**EXERCISE DIRECTIONS:**
Could you print all the entries exactly?

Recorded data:

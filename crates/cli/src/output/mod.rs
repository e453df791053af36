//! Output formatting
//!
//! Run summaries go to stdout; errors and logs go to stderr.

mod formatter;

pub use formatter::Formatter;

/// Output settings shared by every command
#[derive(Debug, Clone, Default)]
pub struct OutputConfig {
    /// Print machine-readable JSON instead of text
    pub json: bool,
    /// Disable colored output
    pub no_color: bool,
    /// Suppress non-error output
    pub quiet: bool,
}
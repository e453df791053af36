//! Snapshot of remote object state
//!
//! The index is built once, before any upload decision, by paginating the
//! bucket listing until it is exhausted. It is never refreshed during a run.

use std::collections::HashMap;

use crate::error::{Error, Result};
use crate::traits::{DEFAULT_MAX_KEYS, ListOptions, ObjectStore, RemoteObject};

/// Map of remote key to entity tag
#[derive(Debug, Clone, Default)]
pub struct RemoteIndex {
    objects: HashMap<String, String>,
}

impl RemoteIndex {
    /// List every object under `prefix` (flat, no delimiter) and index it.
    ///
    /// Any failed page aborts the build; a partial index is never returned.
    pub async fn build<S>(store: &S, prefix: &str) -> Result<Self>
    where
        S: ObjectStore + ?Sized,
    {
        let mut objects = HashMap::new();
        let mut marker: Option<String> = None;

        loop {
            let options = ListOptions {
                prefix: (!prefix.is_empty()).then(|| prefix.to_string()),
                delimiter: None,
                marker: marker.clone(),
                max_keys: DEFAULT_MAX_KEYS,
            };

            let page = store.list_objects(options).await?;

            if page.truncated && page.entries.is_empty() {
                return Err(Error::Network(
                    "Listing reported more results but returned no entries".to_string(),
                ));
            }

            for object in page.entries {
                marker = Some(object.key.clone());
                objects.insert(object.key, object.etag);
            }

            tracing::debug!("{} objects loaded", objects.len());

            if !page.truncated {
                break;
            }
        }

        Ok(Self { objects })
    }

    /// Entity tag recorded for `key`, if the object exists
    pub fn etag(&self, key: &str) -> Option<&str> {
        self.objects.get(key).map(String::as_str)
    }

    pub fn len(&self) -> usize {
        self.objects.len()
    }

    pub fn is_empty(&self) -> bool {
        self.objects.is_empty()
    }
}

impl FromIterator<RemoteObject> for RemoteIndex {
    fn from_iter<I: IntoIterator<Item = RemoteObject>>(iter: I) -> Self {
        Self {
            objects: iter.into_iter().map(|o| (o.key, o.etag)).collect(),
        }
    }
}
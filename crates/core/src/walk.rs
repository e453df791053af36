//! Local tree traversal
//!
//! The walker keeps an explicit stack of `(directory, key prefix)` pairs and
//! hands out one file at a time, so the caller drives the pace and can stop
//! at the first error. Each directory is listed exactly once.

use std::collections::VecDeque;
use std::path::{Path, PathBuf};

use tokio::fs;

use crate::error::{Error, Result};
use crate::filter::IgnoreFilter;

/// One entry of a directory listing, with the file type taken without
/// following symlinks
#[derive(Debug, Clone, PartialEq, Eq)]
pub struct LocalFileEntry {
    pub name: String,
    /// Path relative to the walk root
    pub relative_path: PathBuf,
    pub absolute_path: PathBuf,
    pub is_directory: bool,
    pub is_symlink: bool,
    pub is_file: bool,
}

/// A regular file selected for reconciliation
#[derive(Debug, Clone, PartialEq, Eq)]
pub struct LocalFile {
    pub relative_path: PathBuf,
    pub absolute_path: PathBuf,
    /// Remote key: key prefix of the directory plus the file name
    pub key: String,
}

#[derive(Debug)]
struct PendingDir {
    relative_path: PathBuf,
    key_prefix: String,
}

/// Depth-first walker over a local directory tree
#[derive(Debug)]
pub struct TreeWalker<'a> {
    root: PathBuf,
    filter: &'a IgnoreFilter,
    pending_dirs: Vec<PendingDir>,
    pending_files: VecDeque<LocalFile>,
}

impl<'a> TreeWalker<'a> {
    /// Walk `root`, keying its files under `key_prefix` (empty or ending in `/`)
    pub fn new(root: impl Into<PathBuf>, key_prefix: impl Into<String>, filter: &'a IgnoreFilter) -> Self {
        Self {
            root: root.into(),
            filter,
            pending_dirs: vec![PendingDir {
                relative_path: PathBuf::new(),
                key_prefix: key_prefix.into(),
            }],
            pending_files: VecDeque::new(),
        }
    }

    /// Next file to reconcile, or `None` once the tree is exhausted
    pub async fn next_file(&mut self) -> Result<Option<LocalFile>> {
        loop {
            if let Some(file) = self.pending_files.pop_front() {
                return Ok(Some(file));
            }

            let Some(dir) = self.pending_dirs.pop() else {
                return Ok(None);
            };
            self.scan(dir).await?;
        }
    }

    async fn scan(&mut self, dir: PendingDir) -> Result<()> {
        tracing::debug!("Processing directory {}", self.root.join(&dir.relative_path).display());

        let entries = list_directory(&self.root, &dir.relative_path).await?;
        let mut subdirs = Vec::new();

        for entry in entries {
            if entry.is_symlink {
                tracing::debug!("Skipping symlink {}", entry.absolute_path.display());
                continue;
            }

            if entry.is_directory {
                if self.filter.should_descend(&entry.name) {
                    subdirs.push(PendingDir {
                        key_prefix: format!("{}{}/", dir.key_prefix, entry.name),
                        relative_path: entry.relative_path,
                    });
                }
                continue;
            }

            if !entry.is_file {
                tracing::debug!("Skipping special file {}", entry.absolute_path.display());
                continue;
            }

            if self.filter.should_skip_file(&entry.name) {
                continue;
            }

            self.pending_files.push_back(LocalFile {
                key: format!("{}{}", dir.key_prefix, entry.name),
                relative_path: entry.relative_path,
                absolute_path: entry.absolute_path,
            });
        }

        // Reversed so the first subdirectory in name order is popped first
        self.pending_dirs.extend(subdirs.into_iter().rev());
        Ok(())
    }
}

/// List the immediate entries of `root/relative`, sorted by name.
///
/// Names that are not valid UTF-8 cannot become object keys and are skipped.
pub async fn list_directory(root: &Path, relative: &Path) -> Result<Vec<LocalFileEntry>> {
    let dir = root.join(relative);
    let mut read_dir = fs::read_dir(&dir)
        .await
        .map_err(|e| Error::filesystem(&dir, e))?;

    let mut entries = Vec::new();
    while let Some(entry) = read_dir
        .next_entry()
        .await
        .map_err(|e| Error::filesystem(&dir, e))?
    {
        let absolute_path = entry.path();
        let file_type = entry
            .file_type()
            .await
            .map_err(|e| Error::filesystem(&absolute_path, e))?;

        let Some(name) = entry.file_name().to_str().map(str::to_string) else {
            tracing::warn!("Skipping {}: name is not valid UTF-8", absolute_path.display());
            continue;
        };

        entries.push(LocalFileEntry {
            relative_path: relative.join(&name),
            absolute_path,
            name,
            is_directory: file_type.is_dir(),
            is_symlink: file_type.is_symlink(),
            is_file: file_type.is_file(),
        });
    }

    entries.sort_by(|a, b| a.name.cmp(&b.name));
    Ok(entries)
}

**RESPONSE:**
filename crates/cli/src/output/mod.rs
repository e453df791053af36
//! Output formatting
//!
//! Run summaries go to stdout; errors and logs go to stderr.

mod formatter;

pub use formatter::Formatter;

/// Output settings shared by every command
#[derive(Debug, Clone, Default)]
pub struct OutputConfig {
    /// Print machine-readable JSON instead of text
    pub json: bool,
    /// Disable colored output
    pub no_color: bool,
    /// Suppress non-error output
    pub quiet: bool,
}
repository e453df791053af36
//! Snapshot of remote object state
//!
//! The index is built once, before any upload decision, by paginating the
//! bucket listing until it is exhausted. It is never refreshed during a run.

use std::collections::HashMap;

use crate::error::{Error, Result};
use crate::traits::{DEFAULT_MAX_KEYS, ListOptions, ObjectStore, RemoteObject};

/// Map of remote key to entity tag
#[derive(Debug, Clone, Default)]
pub struct RemoteIndex {
    objects: HashMap<String, String>,
}

impl RemoteIndex {
    /// List every object under `prefix` (flat, no delimiter) and index it.
    ///
    /// Any failed page aborts the build; a partial index is never returned.
    pub async fn build<S>(store: &S, prefix: &str) -> Result<Self>
    where
        S: ObjectStore + ?Sized,
    {
        let mut objects = HashMap::new();
        let mut marker: Option<String> = None;

        loop {
            let options = ListOptions {
                prefix: (!prefix.is_empty()).then(|| prefix.to_string()),
                delimiter: None,
                marker: marker.clone(),
                max_keys: DEFAULT_MAX_KEYS,
            };

            let page = store.list_objects(options).await?;

            if page.truncated && page.entries.is_empty() {
                return Err(Error::Network(
                    "Listing reported more results but returned no entries".to_string(),
                ));
            }

            for object in page.entries {
                marker = Some(object.key.clone());
                objects.insert(object.key, object.etag);
            }

            tracing::debug!("{} objects loaded", objects.len());

            if !page.truncated {
                break;
            }
        }

        Ok(Self { objects })
    }

    /// Entity tag recorded for `key`, if the object exists
    pub fn etag(&self, key: &str) -> Option<&str> {
        self.objects.get(key).map(String::as_str)
    }

    pub fn len(&self) -> usize {
        self.objects.len()
    }

    pub fn is_empty(&self) -> bool {
        self.objects.is_empty()
    }
}

impl FromIterator<RemoteObject> for RemoteIndex {
    fn from_iter<I: IntoIterator<Item = RemoteObject>>(iter: I) -> Self {
        Self {
            objects: iter.into_iter().map(|o| (o.key, o.etag)).collect(),
        }
    }
}
filename crates/core/src/walk.rs
repository e453df791053af36
//! Local tree traversal
//!
//! The walker keeps an explicit stack of `(directory, key prefix)` pairs and
//! hands out one file at a time, so the caller drives the pace and can stop
//! at the first error. Each directory is listed exactly once.

use std::collections::VecDeque;
use std::path::{Path, PathBuf};

use tokio::fs;

use crate::error::{Error, Result};
use crate::filter::IgnoreFilter;

/// One entry of a directory listing, with the file type taken without
/// following symlinks
#[derive(Debug, Clone, PartialEq, Eq)]
pub struct LocalFileEntry {
    pub name: String,
    /// Path relative to the walk root
    pub relative_path: PathBuf,
    pub absolute_path: PathBuf,
    pub is_directory: bool,
    pub is_symlink: bool,
    pub is_file: bool,
}

/// A regular file selected for reconciliation
#[derive(Debug, Clone, PartialEq, Eq)]
pub struct LocalFile {
    pub relative_path: PathBuf,
    pub absolute_path: PathBuf,
    /// Remote key: key prefix of the directory plus the file name
    pub key: String,
}

#[derive(Debug)]
struct PendingDir {
    relative_path: PathBuf,
    key_prefix: String,
}

/// Depth-first walker over a local directory tree
#[derive(Debug)]
pub struct TreeWalker<'a> {
    root: PathBuf,
    filter: &'a IgnoreFilter,
    pending_dirs: Vec<PendingDir>,
    pending_files: VecDeque<LocalFile>,
}

impl<'a> TreeWalker<'a> {
    /// Walk `root`, keying its files under `key_prefix` (empty or ending in `/`)
    pub fn new(root: impl Into<PathBuf>, key_prefix: impl Into<String>, filter: &'a IgnoreFilter) -> Self {
        Self {
            root: root.into(),
            filter,
            pending_dirs: vec![PendingDir {
                relative_path: PathBuf::new(),
                key_prefix: key_prefix.into(),
            }],
            pending_files: VecDeque::new(),
        }
    }

    /// Next file to reconcile, or `None` once the tree is exhausted
    pub async fn next_file(&mut self) -> Result<Option<LocalFile>> {
        loop {
            if let Some(file) = self.pending_files.pop_front() {
                return Ok(Some(file));
            }

            let Some(dir) = self.pending_dirs.pop() else {
                return Ok(None);
            };
            self.scan(dir).await?;
        }
    }

    async fn scan(&mut self, dir: PendingDir) -> Result<()> {
        tracing::debug!("Processing directory {}", self.root.join(&dir.relative_path).display());

        let entries = list_directory(&self.root, &dir.relative_path).await?;
        let mut subdirs = Vec::new();

        for entry in entries {
            if entry.is_symlink {
                tracing::debug!("Skipping symlink {}", entry.absolute_path.display());
                continue;
            }

            if entry.is_directory {
                if self.filter.should_descend(&entry.name) {
                    subdirs.push(PendingDir {
                        key_prefix: format!("{}{}/", dir.key_prefix, entry.name),
                        relative_path: entry.relative_path,
                    });
                }
                continue;
            }

            if !entry.is_file {
                tracing::debug!("Skipping special file {}", entry.absolute_path.display());
                continue;
            }

            if self.filter.should_skip_file(&entry.name) {
                continue;
            }

            self.pending_files.push_back(LocalFile {
                key: format!("{}{}", dir.key_prefix, entry.name),
                relative_path: entry.relative_path,
                absolute_path: entry.absolute_path,
            });
        }

        // Reversed so the first subdirectory in name order is popped first
        self.pending_dirs.extend(subdirs.into_iter().rev());
        Ok(())
    }
}

/// List the immediate entries of `root/relative`, sorted by name.
///
/// Names that are not valid UTF-8 cannot become object keys and are skipped.
pub async fn list_directory(root: &Path, relative: &Path) -> Result<Vec<LocalFileEntry>> {
    let dir = root.join(relative);
    let mut read_dir = fs::read_dir(&dir)
        .await
        .map_err(|e| Error::filesystem(&dir, e))?;

    let mut entries = Vec::new();
    while let Some(entry) = read_dir
        .next_entry()
        .await
        .map_err(|e| Error::filesystem(&dir, e))?
    {
        let absolute_path = entry.path();
        let file_type = entry
            .file_type()
            .await
            .map_err(|e| Error::filesystem(&absolute_path, e))?;

        let Some(name) = entry.file_name().to_str().map(str::to_string) else {
            tracing::warn!("Skipping {}: name is not valid UTF-8", absolute_path.display());
            continue;
        };

        entries.push(LocalFileEntry {
            relative_path: relative.join(&name),
            absolute_path,
            name,
            is_directory: file_type.is_dir(),
            is_symlink: file_type.is_symlink(),
            is_file: file_type.is_file(),
        });
    }

    entries.sort_by(|a, b| a.name.cmp(&b.name));
    Ok(entries)
}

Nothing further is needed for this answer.